What that day revealed was a fury of little-kid energy being absorbed by the forest, along with an outpouring of curiosity being cast upon the snow, rocks and trees. “I’m making snow sugar!” one girl said as she shook a pot full of snow over a pretend stove in the “snow kitchen.” “I’m a gray wolf!” yelled a little boy before scuttling away on all fours. “What do gray wolves eat?” he wanted to know. Another pair of boys was carrying a bucket full of supplies to the camp. “We don’t need help! We got it!” they boasted as they teetered along.

ECO

LOT OF PLAY

There was a whole lot of play during preschool ECO, so to get a sense of the more academic second-grade perspective of the ECO program it was time to find the teachers.

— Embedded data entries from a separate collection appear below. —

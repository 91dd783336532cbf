//! 데이터 및 서버 설정 관리 모듈
//!
//! 실행 환경, 비밀번호 해싱, 서버 바인딩, 캐시, 요청 제한, CORS 설정을 관리합니다.

use std::env;

/// 애플리케이션 실행 환경
#[derive(Debug, Clone, PartialEq)]
pub enum Environment {
    /// 개발 환경 - 빠른 개발을 위한 설정
    Development,
    /// 테스트 환경 - 자동화된 테스트용 설정
    Test,
    /// 스테이징 환경 - 프로덕션 유사 환경
    Staging,
    /// 프로덕션 환경 - 최고 수준의 보안 및 성능
    Production,
}

impl Environment {
    /// 현재 실행 환경을 감지합니다.
    ///
    /// `ENVIRONMENT` 환경 변수를 확인하며,
    /// 설정되지 않은 경우 `Production`을 기본값으로 사용합니다.
    ///
    /// # Examples
    ///
    /// ```rust,ignore
    /// let env = Environment::current();
    /// match env {
    ///     Environment::Development => println!("개발 환경"),
    ///     Environment::Production => println!("프로덕션 환경"),
    ///     _ => {}
    /// }
    /// ```
    pub fn current() -> Self {
        Self::from_str(&env::var("ENVIRONMENT").unwrap_or_else(|_| "production".to_string()))
    }

    /// 문자열에서 Environment를 생성합니다.
    ///
    /// # Arguments
    ///
    /// * `s` - 환경 이름 문자열 (대소문자 무관)
    ///
    /// # Returns
    ///
    /// 해당하는 Environment 값. 알 수 없는 값인 경우 `Production`을 반환합니다.
    pub fn from_str(s: &str) -> Self {
        match s.to_lowercase().as_str() {
            "development" | "dev" => Environment::Development,
            "test" | "testing" => Environment::Test,
            "staging" | "stage" => Environment::Staging,
            _ => Environment::Production,
        }
    }
}

/// 패스워드 해싱 설정
pub struct PasswordConfig;

impl PasswordConfig {
    /// 현재 환경에 맞는 bcrypt cost를 반환합니다.
    ///
    /// `BCRYPT_COST`가 4-15 범위의 숫자이면 그 값을, 아니면 환경별 기본값을 사용합니다.
    ///
    /// # Environment Defaults
    ///
    /// - Development/Test: 4 (빠른 처리)
    /// - Staging: 10 (중간 보안)
    /// - Production: 12 (고보안)
    pub fn bcrypt_cost() -> u32 {
        env::var("BCRYPT_COST")
            .ok()
            .and_then(|cost| cost.parse::<u32>().ok())
            .filter(|cost| (4..=15).contains(cost))
            .unwrap_or_else(|| Self::bcrypt_cost_for_env(&Environment::current()))
    }

    /// 특정 환경에 대한 bcrypt cost를 반환합니다.
    pub fn bcrypt_cost_for_env(env: &Environment) -> u32 {
        match env {
            Environment::Development => 4,
            Environment::Test => 4,
            Environment::Staging => 10,
            Environment::Production => 12,
        }
    }
}

/// 서버 바인딩 설정
pub struct ServerConfig;

impl ServerConfig {
    /// 서버가 바인딩할 포트를 반환합니다.
    ///
    /// # Returns
    ///
    /// 포트 번호. 기본값: 8080
    ///
    /// # Environment Variables
    ///
    /// - `PORT`: 커스텀 포트 설정
    pub fn port() -> u16 {
        env::var("PORT")
            .ok()
            .and_then(|port| port.parse().ok())
            .unwrap_or(8080)
    }

    /// 서버가 바인딩할 호스트 주소를 반환합니다.
    ///
    /// 기본값: "0.0.0.0" (모든 인터페이스)
    pub fn host() -> String {
        env::var("HOST").unwrap_or_else(|_| "0.0.0.0".to_string())
    }

    /// HTTP 워커 스레드 수. 기본값: 4
    pub fn workers() -> usize {
        env::var("SERVER_WORKERS")
            .ok()
            .and_then(|workers| workers.parse().ok())
            .filter(|workers| *workers > 0)
            .unwrap_or(4)
    }
}

/// Redis 캐시 설정
pub struct CacheConfig;

impl CacheConfig {
    /// 회원 조회 캐시 TTL(초). 기본값: 120
    pub fn member_ttl_seconds() -> u64 {
        env::var("MEMBER_CACHE_TTL_SECONDS")
            .ok()
            .and_then(|ttl| ttl.parse().ok())
            .unwrap_or(120)
    }
}

/// 요청 제한 설정
///
/// `actix-governor`에 전달되는 초당 요청 수와 버스트 크기입니다.
#[derive(Debug, Clone, PartialEq)]
pub struct RateLimitConfig {
    pub requests_per_second: u64,
    pub burst_size: u32,
}

impl RateLimitConfig {
    /// `RATE_LIMIT_PER_SECOND`(기본 100), `RATE_LIMIT_BURST_SIZE`(기본 200)를 읽습니다.
    pub fn from_env() -> Self {
        Self {
            requests_per_second: env::var("RATE_LIMIT_PER_SECOND")
                .ok()
                .and_then(|v| v.parse().ok())
                .filter(|v| *v > 0)
                .unwrap_or(100),
            burst_size: env::var("RATE_LIMIT_BURST_SIZE")
                .ok()
                .and_then(|v| v.parse().ok())
                .filter(|v| *v > 0)
                .unwrap_or(200),
        }
    }
}

/// CORS 설정
pub struct CorsConfig;

impl CorsConfig {
    /// 허용할 Origin 목록을 반환합니다.
    ///
    /// `CORS_ALLOWED_ORIGINS`에 쉼표로 구분하여 지정합니다.
    /// 기본값: `http://localhost`, `http://localhost:3000`
    pub fn allowed_origins() -> Vec<String> {
        Self::parse_origins(
            &env::var("CORS_ALLOWED_ORIGINS")
                .unwrap_or_else(|_| "http://localhost,http://localhost:3000".to_string()),
        )
    }

    fn parse_origins(raw: &str) -> Vec<String> {
        raw.split(',')
            .map(str::trim)
            .filter(|origin| !origin.is_empty())
            .map(str::to_string)
            .collect()
    }
}

#[cfg(test)]
mod tests {
    use super::*;

    #[test]
    fn test_environment_from_string() {
        assert_eq!(
            Environment::from_str("development"),
            Environment::Development
        );
        assert_eq!(Environment::from_str("DEV"), Environment::Development);
        assert_eq!(Environment::from_str("test"), Environment::Test);
        assert_eq!(Environment::from_str("stage"), Environment::Staging);
        assert_eq!(Environment::from_str("production"), Environment::Production);
        assert_eq!(Environment::from_str("unknown"), Environment::Production);
    }

    #[test]
    fn test_bcrypt_cost_for_each_environment() {
        assert_eq!(
            PasswordConfig::bcrypt_cost_for_env(&Environment::Development),
            4
        );
        assert_eq!(PasswordConfig::bcrypt_cost_for_env(&Environment::Test), 4);
        assert_eq!(
            PasswordConfig::bcrypt_cost_for_env(&Environment::Staging),
            10
        );
        assert_eq!(
            PasswordConfig::bcrypt_cost_for_env(&Environment::Production),
            12
        );
    }

    #[test]
    fn test_bcrypt_cost_is_within_bounds() {
        let cost = PasswordConfig::bcrypt_cost();
        assert!((4..=15).contains(&cost));
    }

    #[test]
    fn test_server_config_defaults() {
        if env::var("PORT").is_err() {
            assert_eq!(ServerConfig::port(), 8080);
        }

        if env::var("HOST").is_err() {
            assert_eq!(ServerConfig::host(), "0.0.0.0");
        }
    }

    #[test]
    fn test_rate_limit_defaults() {
        if env::var("RATE_LIMIT_PER_SECOND").is_err() && env::var("RATE_LIMIT_BURST_SIZE").is_err() {
            assert_eq!(
                RateLimitConfig::from_env(),
                RateLimitConfig {
                    requests_per_second: 100,
                    burst_size: 200,
                }
            );
        }
    }

    #[test]
    fn test_parse_origins() {
        assert_eq!(
            CorsConfig::parse_origins("http://localhost, http://localhost:3000,,"),
            vec!["http://localhost".to_string(), "http://localhost:3000".to_string()]
        );
    }
}
//! Member Entity Implementation
//!
//! 회원 엔티티입니다. MongoDB `members` 컬렉션의 문서와 1:1로 매핑됩니다.

use mongodb::bson::{oid::ObjectId, DateTime};
use serde::{Deserialize, Serialize};

/// 회원 엔티티
///
/// 회원가입 시 생성되고, 로그인/로그아웃/프로필 조회 시 읽힙니다.
/// 이메일은 회원마다 하나만 존재합니다 (`email` 고유 인덱스).
#[derive(Debug, Clone, Serialize, Deserialize)]
pub struct Member {
    #[serde(rename = "_id", skip_serializing_if = "Option::is_none")]
    pub id: Option<ObjectId>,
    /// 로그인 이메일 (unique)
    pub email: String,
    /// bcrypt 해시된 비밀번호
    pub password_hash: String,
    /// 표시 이름
    pub name: String,
    /// 생성 시간
    pub created_at: DateTime,
    /// 수정 시간
    pub updated_at: DateTime,
}

impl Member {
    /// 저장 전의 새 회원을 생성합니다. `id`는 저장 시 할당됩니다.
    pub fn new(email: String, password_hash: String, name: String) -> Self {
        let now = DateTime::now();

        Self {
            id: None,
            email,
            password_hash,
            name,
            created_at: now,
            updated_at: now,
        }
    }

    /// 회원 ID를 16진수 문자열로 반환합니다.
    ///
    /// 토큰의 `sub`/`id` 클레임과 `RT:<memberId>` 키에 사용되는 값입니다.
    /// 아직 저장되지 않은 회원이면 `None`입니다.
    pub fn id_string(&self) -> Option<String> {
        self.id.map(|id| id.to_hex())
    }
}

#[cfg(test)]
mod tests {
    use super::*;

    #[test]
    fn test_new_member_has_no_id() {
        let member = Member::new(
            "kim@test.com".to_string(),
            "$2b$04$hash".to_string(),
            "김철수".to_string(),
        );

        assert!(member.id.is_none());
        assert!(member.id_string().is_none());
        assert_eq!(member.created_at, member.updated_at);
    }

    #[test]
    fn test_id_string_is_hex() {
        let id = ObjectId::new();
        let mut member = Member::new(
            "kim@test.com".to_string(),
            "$2b$04$hash".to_string(),
            "김철수".to_string(),
        );
        member.id = Some(id);

        assert_eq!(member.id_string(), Some(id.to_hex()));
    }

    #[test]
    fn test_unsaved_member_serializes_without_id() {
        let member = Member::new(
            "kim@test.com".to_string(),
            "$2b$04$hash".to_string(),
            "김철수".to_string(),
        );
        let document = mongodb::bson::to_document(&member).unwrap();

        assert!(!document.contains_key("_id"));
        assert_eq!(document.get_str("email").unwrap(), "kim@test.com");
    }
}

Pam Dow, first- and second-grade teacher and creator of the ECO program, said that the older grades spend less time doing free play and more time doing group projects at ECO. Every day before ECO, second-graders see a photo of a nature object projected on the wall, sketch it, write scientific questions about it, and then go outside and try to find it in nature.

With Pam Dow a second-grader named Julia Hill was interviewed about her ECO experience. “Once, we were learning about solid, liquid and gas. We watched a few videos and then we came up in the forest. And then we put lots of snow in a bag, and then me and my partners tried to unfreeze the snow. We were trying to change a solid into a liquid. And we were the only team that actually did it!”

She was asked how she did it.

“First, we were tossing around the bag and then we breathed into it. Then we putted it on Graham’s head, in his hat. Then, we kneaded it and made it turn into liquid.”

Julia recalled another ECO contest that she and her teammates had conquered. Doing a lesson on insultation and how insulation can maintain temperatures, students were charged with the task of taking a small stuffed animal and creating a well-insulated home for it.

“We made an animal shelter,” said Julia. “And I think we got the highest.”

“The highest what?” Dow asked her.

“The highest amount of temperature. We made a little hole and then putted the animal in the little hole with a thing that measures temperature and covered it with sticks and grass and logs, and pinecones for air fresheners, and then we put pine needles and a little bit of dirt on top, and that was making insulation. And our amount was 40,” said Julia.

“The internal temperature of your shelter was 40 degrees?” asked Dow.

“Yeah. And the outside temperature was 30-something. It was warmer in the home then it was outside.”

Julia was asked what she liked about ECO. “I love the outdoors and animals,” she said. “I love ’em. They’re just really important. Cuz if we didn’t have animals, what would happen? And outside … you do more action outside and its fresh air. I love being outside.”

Before leaving, Julia brought out one of her scientific sketches. It was a close-up of a leaf.